New animals are still arriving in Ireland and making themselves at home here. Zebra mussels are freshwater shellfish that originated in rivers around the Black Sea and Caspian Sea. They spread across Europe as canals were built, reaching Britain in 1830. It was not until the 1990s that zebra mussels started to spread through Ireland. They are now a major pest, occurring in huge numbers, up to 100,000 per square metre. Alien species often upset the balance of nature when they are moved to new areas without their normal predators.
Occasional oddities on display included a lobster, which has developed with normal coloration only along one side.
Ireland has about 12,000 different species of insect. One of the key roles of the Museum is to help scientists identify animals. It is important to identify each species correctly in order to control pests. Many insects play an important part in keeping nature in balance. They pollinate plants and control other harmful insect species. Regular monitoring of insects gives us a measure of the health of our environment. The common blue butterfly Polyommatus icarus is an indicator of healthy grasslands.

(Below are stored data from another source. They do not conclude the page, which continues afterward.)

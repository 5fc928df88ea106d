//! Simulation configuration, validation, and error types.
//!
//! [`SimConfig`] carries every tunable of a run with the reference values as
//! its `Default`. [`validate()`](SimConfig::validate) checks all of them up
//! front; the engine builds its passes through the same constructors, so a
//! config that validates always produces a working engine.

use std::error::Error;
use std::fmt;
use std::time::Duration;

use tincture_field::{FieldError, GridShape, SeedPlacer};
use tincture_propagators::{CompetitionResolver, DiffusionStepper, Kernel3x3};
use tincture_render::{FrameRenderer, PixelLayout, RenderError};

// ── ConfigError ────────────────────────────────────────────────────

/// Errors detected during [`SimConfig::validate()`].
#[derive(Debug, PartialEq)]
pub enum ConfigError {
    /// Grid dimensions or seed size are invalid.
    Field(FieldError),
    /// Frame geometry or brightness floor is invalid.
    Render(RenderError),
    /// Diffusion rate or kernel rejected.
    InvalidDiffusion {
        /// Description of the validation failure.
        reason: String,
    },
    /// Competition factor or threshold rejected.
    InvalidCompetition {
        /// Description of the validation failure.
        reason: String,
    },
    /// `tick_interval` is zero.
    ZeroTickInterval,
    /// `max_suppliers` is zero or above [`SimConfig::MAX_LAYERS`].
    InvalidSupplierLimit {
        /// The configured limit.
        configured: usize,
    },
}

impl fmt::Display for ConfigError {
    fn fmt(&self, f: &mut fmt::Formatter<'_>) -> fmt::Result {
        match self {
            Self::Field(e) => write!(f, "field: {e}"),
            Self::Render(e) => write!(f, "render: {e}"),
            Self::InvalidDiffusion { reason } => write!(f, "invalid diffusion: {reason}"),
            Self::InvalidCompetition { reason } => write!(f, "invalid competition: {reason}"),
            Self::ZeroTickInterval => write!(f, "tick_interval must be non-zero"),
            Self::InvalidSupplierLimit { configured } => write!(
                f,
                "max_suppliers must be in 1..={}, got {configured}",
                SimConfig::MAX_LAYERS
            ),
        }
    }
}

impl Error for ConfigError {
    fn source(&self) -> Option<&(dyn Error + 'static)> {
        match self {
            Self::Field(e) => Some(e),
            Self::Render(e) => Some(e),
            _ => None,
        }
    }
}

impl From<FieldError> for ConfigError {
    fn from(e: FieldError) -> Self {
        Self::Field(e)
    }
}

impl From<RenderError> for ConfigError {
    fn from(e: RenderError) -> Self {
        Self::Render(e)
    }
}

// ── SimConfig ──────────────────────────────────────────────────────

/// Complete configuration for a simulation run.
#[derive(Clone, Debug, PartialEq)]
pub struct SimConfig {
    /// Grid columns. Default: 200.
    pub width: u32,
    /// Grid rows. Default: 200.
    pub height: u32,
    /// Diffusion rate applied to the kernel sum. Default: 0.28.
    pub diffusion_rate: f64,
    /// Diffusion stencil. Default: [`Kernel3x3::laplacian`].
    pub kernel: Kernel3x3,
    /// Fraction of each pairwise gap taken from the weaker layer. Default: 0.1.
    pub competition_factor: f64,
    /// Cells whose scaled total is below this are cleared. Default: 0.001.
    pub competition_threshold: f64,
    /// Side of each seed block. Default: 5.
    pub seed_size: u32,
    /// Brightness floor of rendered pixels, in `[0, 1]`. Default: 0.3.
    pub min_brightness: f64,
    /// Time between tick starts in the background loop. Default: 50 ms.
    pub tick_interval: Duration,
    /// Upper bound on suppliers fetched from the source. Default: 10.
    pub max_suppliers: usize,
    /// Frame row stride in bytes. `None` = tightly packed (`width * 4`).
    pub stride: Option<usize>,
    /// RNG seed for seed placement and colours. `None` = drawn from entropy.
    pub seed: Option<u64>,
}

impl Default for SimConfig {
    fn default() -> Self {
        Self {
            width: 200,
            height: 200,
            diffusion_rate: DiffusionStepper::DEFAULT_RATE,
            kernel: Kernel3x3::laplacian(),
            competition_factor: CompetitionResolver::DEFAULT_FACTOR,
            competition_threshold: CompetitionResolver::DEFAULT_THRESHOLD,
            seed_size: 5,
            min_brightness: FrameRenderer::DEFAULT_MIN_BRIGHTNESS,
            tick_interval: Duration::from_millis(50),
            max_suppliers: 10,
            stride: None,
            seed: None,
        }
    }
}

impl SimConfig {
    /// Largest accepted `max_suppliers`.
    pub const MAX_LAYERS: usize = 256;

    /// Validate every parameter.
    pub fn validate(&self) -> Result<(), ConfigError> {
        // 1. Grid, then frame geometry over that grid.
        self.shape()?;
        self.pixel_layout()?;
        // 2. Passes.
        self.diffusion()?;
        self.competition()?;
        self.renderer()?;
        self.seed_placer()?;
        // 3. Loop and source bounds.
        if self.tick_interval.is_zero() {
            return Err(ConfigError::ZeroTickInterval);
        }
        if self.max_suppliers == 0 || self.max_suppliers > Self::MAX_LAYERS {
            return Err(ConfigError::InvalidSupplierLimit {
                configured: self.max_suppliers,
            });
        }
        Ok(())
    }

    pub(crate) fn shape(&self) -> Result<GridShape, ConfigError> {
        Ok(GridShape::new(self.width, self.height)?)
    }

    pub(crate) fn pixel_layout(&self) -> Result<PixelLayout, ConfigError> {
        let layout = match self.stride {
            Some(stride) => PixelLayout::with_stride(self.width, self.height, stride)?,
            None => PixelLayout::tight(self.width, self.height)?,
        };
        Ok(layout)
    }

    pub(crate) fn diffusion(&self) -> Result<DiffusionStepper, ConfigError> {
        DiffusionStepper::builder()
            .rate(self.diffusion_rate)
            .kernel(self.kernel)
            .build()
            .map_err(|reason| ConfigError::InvalidDiffusion { reason })
    }

    pub(crate) fn competition(&self) -> Result<CompetitionResolver, ConfigError> {
        CompetitionResolver::builder()
            .factor(self.competition_factor)
            .threshold(self.competition_threshold)
            .build()
            .map_err(|reason| ConfigError::InvalidCompetition { reason })
    }

    pub(crate) fn renderer(&self) -> Result<FrameRenderer, ConfigError> {
        Ok(FrameRenderer::new(self.min_brightness)?)
    }

    pub(crate) fn seed_placer(&self) -> Result<SeedPlacer, ConfigError> {
        Ok(SeedPlacer::new(self.seed_size)?)
    }
}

A record specimen of a trout was taken from Lough Ennell, Co. Westmeath, on 15 August 1894 by William Meares. It weighed 11.8kg when caught and still holds the record despite many challenges. One challenge came from a salmon that was mistaken for a trout. This fish is known as Pepper’s Ghost, and, at more than 13.8kg, it had claimed the record since 1861. Scientific examination of its scales confirmed that Pepper’s Ghost was in fact a salmon. This story shows another use for the Museum’s collection – finding the truth behind fishy tales!